# Velocity of sled with snow swept off in various directions

This is an example from Morin's Classical Mechanics text, in the section on momentum:

You are riding on a sled that is given an initial push and slides across frictionless ice. Snow is falling vertically (in the frame of the ice) on the sled. Assume that the sled travels in tracks that constrain it to move in a straight line. Which of the following three strategies causes the sled to move the fastest? The slowest?

A: You sweep the snow off the sled so that it leaves the sled in the direction perpendicular to the sled’s tracks, as seen by you in the frame of the sled.

B: You sweep the snow off the sled so that it leaves the sled in the direction perpendicular to the sled’s tracks, as seen by someone in the frame of the ice.

C: You do nothing.

The text indicates that we are to implicitly make the following assumptions:

• Horizontal force due to sweeping snow can be neglected, as the normal force from the track is plenty to keep the sled from sliding off.

• Vertical motion of the snow is also irrelevant, as the vertical normal force from the tracks keeps the sled from falling through the ice.

I am having difficulty understanding the solution in the text, which argues that in strategy B the snow is moving slower than the sled, and in strategy A the snow is moving faster than the sled.
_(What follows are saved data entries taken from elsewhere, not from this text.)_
//! Client-side video ingestion flow.
//!
//! This crate drives one upload through the server pipeline: it validates
//! the file, uploads it, polls the pipeline until a terminal status,
//! negotiates a thumbnail and finally publishes or saves a draft. It has
//! no HTTP dependency; the application provides a [`VideoApi`]
//! implementation that bridges to the real client.
//!
//! # Flow
//!
//! 1. **Intake**: `select_file` validates type and size
//! 2. **Upload**: progress events, then a synchronous review result
//! 3. **Thumbnails + polling**: started together once the upload passes review
//! 4. **Publish**: allowed once the pipeline is `READY` and a thumbnail is saved
//!
//! Session state is a plain value changed only by [`apply`]; UI flags are
//! derived from it on demand.

pub mod api;
pub mod config;
pub mod derive;
pub mod error;
pub mod orchestrator;
pub mod publisher;
pub mod state;
pub mod thumbnails;

mod poller;
mod tasks;
mod upload;

#[cfg(any(test, feature = "test-util"))]
pub mod mock;

pub use api::{ApiFuture, VideoApi};
pub use config::IngestConfig;
pub use derive::{UiFlags, ui_flags, unload_warning};
pub use error::{ApiError, IngestError, ValidationError};
pub use orchestrator::IngestOrchestrator;
pub use publisher::MetadataPublisher;
pub use state::{
    Effect, FailureKind, MetadataForm, PipelineView, SessionEvent, SessionFailure, SessionState,
    ThumbnailState, UploadSession, apply, follow_up,
};
pub use thumbnails::{SelectedThumbnail, ThumbnailCandidateSet, ThumbnailNegotiator};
My misunderstanding probably arises from not really knowing how to interpret the phrases "perpendicular in frame of the sled" and "perpendicular in frame of the ice." Presumably, the former means "as measured by someone on the sled" and latter means "as measured by someone still on the ice," but I'm struggling to visualize how these directions are different. If someone could clarify this and provide a more clearly written solution than the one in Morin's text, I'd really appreciate it!
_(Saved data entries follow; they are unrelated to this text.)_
use std::fmt;
use std::str::FromStr;

use serde::{Deserialize, Serialize};

use crate::ProtocolError;

/// Server-side pipeline stage of an uploaded video.
///
/// `Ready`, `FailedTranscode` and `FailedAudit` are terminal.
#[derive(Debug, Clone, Copy, PartialEq, Eq, Hash, Serialize, Deserialize)]
#[serde(rename_all = "SCREAMING_SNAKE_CASE")]
pub enum PipelineStatus {
    Uploading,
    Uploaded,
    PreProcessing,
    Transcoding,
    AiAuditing,
    Ready,
    FailedTranscode,
    FailedAudit,
}

impl PipelineStatus {
    /// All statuses in pipeline order.
    pub const ALL: [PipelineStatus; 8] = [
        Self::Uploading,
        Self::Uploaded,
        Self::PreProcessing,
        Self::Transcoding,
        Self::AiAuditing,
        Self::Ready,
        Self::FailedTranscode,
        Self::FailedAudit,
    ];

    /// Returns true when no further transition can happen.
    pub fn is_terminal(self) -> bool {
        matches!(
            self,
            Self::Ready | Self::FailedTranscode | Self::FailedAudit
        )
    }

    /// Returns true for the two failure outcomes.
    pub fn is_failure(self) -> bool {
        matches!(self, Self::FailedTranscode | Self::FailedAudit)
    }

    /// Whether `transcodeProgress` carries meaning in this stage.
    pub fn reports_transcode_progress(self) -> bool {
        matches!(self, Self::PreProcessing | Self::Transcoding)
    }

    /// Position in the forward pipeline. Terminal outcomes share the last rank.
    pub fn stage_rank(self) -> u8 {
        match self {
            Self::Uploading => 0,
            Self::Uploaded => 1,
            Self::PreProcessing => 2,
            Self::Transcoding => 3,
            Self::AiAuditing => 4,
            Self::Ready | Self::FailedTranscode | Self::FailedAudit => 5,
        }
    }

    /// Wire representation.
    pub fn as_str(self) -> &'static str {
        match self {
            Self::Uploading => "UPLOADING",
            Self::Uploaded => "UPLOADED",
            Self::PreProcessing => "PRE_PROCESSING",
            Self::Transcoding => "TRANSCODING",
            Self::AiAuditing => "AI_AUDITING",
            Self::Ready => "READY",
            Self::FailedTranscode => "FAILED_TRANSCODE",
            Self::FailedAudit => "FAILED_AUDIT",
        }
    }

    /// Short human-readable label for status lines.
    pub fn label(self) -> &'static str {
        match self {
            Self::Uploading => "Uploading",
            Self::Uploaded => "Uploaded",
            Self::PreProcessing => "Pre-processing",
            Self::Transcoding => "Transcoding",
            Self::AiAuditing => "Checking content",
            Self::Ready => "Ready",
            Self::FailedTranscode => "Transcoding failed",
            Self::FailedAudit => "Content check failed",
        }
    }
}

impl fmt::Display for PipelineStatus {
    fn fmt(&self, f: &mut fmt::Formatter<'_>) -> fmt::Result {
        f.write_str(self.as_str())
    }
}

impl FromStr for PipelineStatus {
    type Err = ProtocolError;

    fn from_str(s: &str) -> Result<Self, Self::Err> {
        Self::ALL
            .into_iter()
            .find(|status| status.as_str() == s)
            .ok_or_else(|| ProtocolError::UnknownStatus(s.to_string()))
    }
}

/// Visibility of a video once submitted.
#[derive(Debug, Clone, Copy, Default, PartialEq, Eq, Hash, Serialize, Deserialize)]
#[serde(rename_all = "SCREAMING_SNAKE_CASE")]
pub enum PrivacyStatus {
    Public,
    #[default]
    Private,
    Unlisted,
    Draft,
}

impl PrivacyStatus {
    pub fn as_str(self) -> &'static str {
        match self {
            Self::Public => "PUBLIC",
            Self::Private => "PRIVATE",
            Self::Unlisted => "UNLISTED",
            Self::Draft => "DRAFT",
        }
    }
}

impl FromStr for PrivacyStatus {
    type Err = ProtocolError;

    fn from_str(s: &str) -> Result<Self, Self::Err> {
        match s.to_ascii_uppercase().as_str() {
            "PUBLIC" => Ok(Self::Public),
            "PRIVATE" => Ok(Self::Private),
            "UNLISTED" => Ok(Self::Unlisted),
            "DRAFT" => Ok(Self::Draft),
            _ => Err(ProtocolError::UnknownPrivacy(s.to_string())),
        }
    }
}

/// Callback invoked with byte-level upload progress.
pub type ProgressCallback = Box<dyn Fn(UploadProgress) + Send + Sync>;

/// Byte-level progress reported by an upload transport.
#[derive(Debug, Clone, Copy, PartialEq, Eq)]
pub struct UploadProgress {
    pub bytes_sent: u64,
    pub total_bytes: u64,
}

impl UploadProgress {
    /// Returns the upload progress as a whole percentage (0-100).
    pub fn percent(&self) -> u8 {
        if self.total_bytes == 0 {
            return 0;
        }
        let pct = self.bytes_sent.saturating_mul(100) / self.total_bytes;
        pct.min(100) as u8
    }
}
My misunderstanding probably arises from not really knowing how to interpret the phrases "perpendicular in frame of the sled" and "perpendicular in frame of the ice." Presumably, the former means "as measured by someone on the sled" and latter means "as measured by someone still on the ice," but I'm struggling to visualize how these directions are different.

Yes, that's how to interpret it. I think it's easier to talk about everything in the "global" frame, which in this case is going to be identical to the "frame of the ice." Snow leaving perpendicular "in the frame of the sled" will still be moving forward with the sled to an observer standing next to the track, whereas moving perpendicular "in the frame of the ice" will be not moving forward relative to that observer.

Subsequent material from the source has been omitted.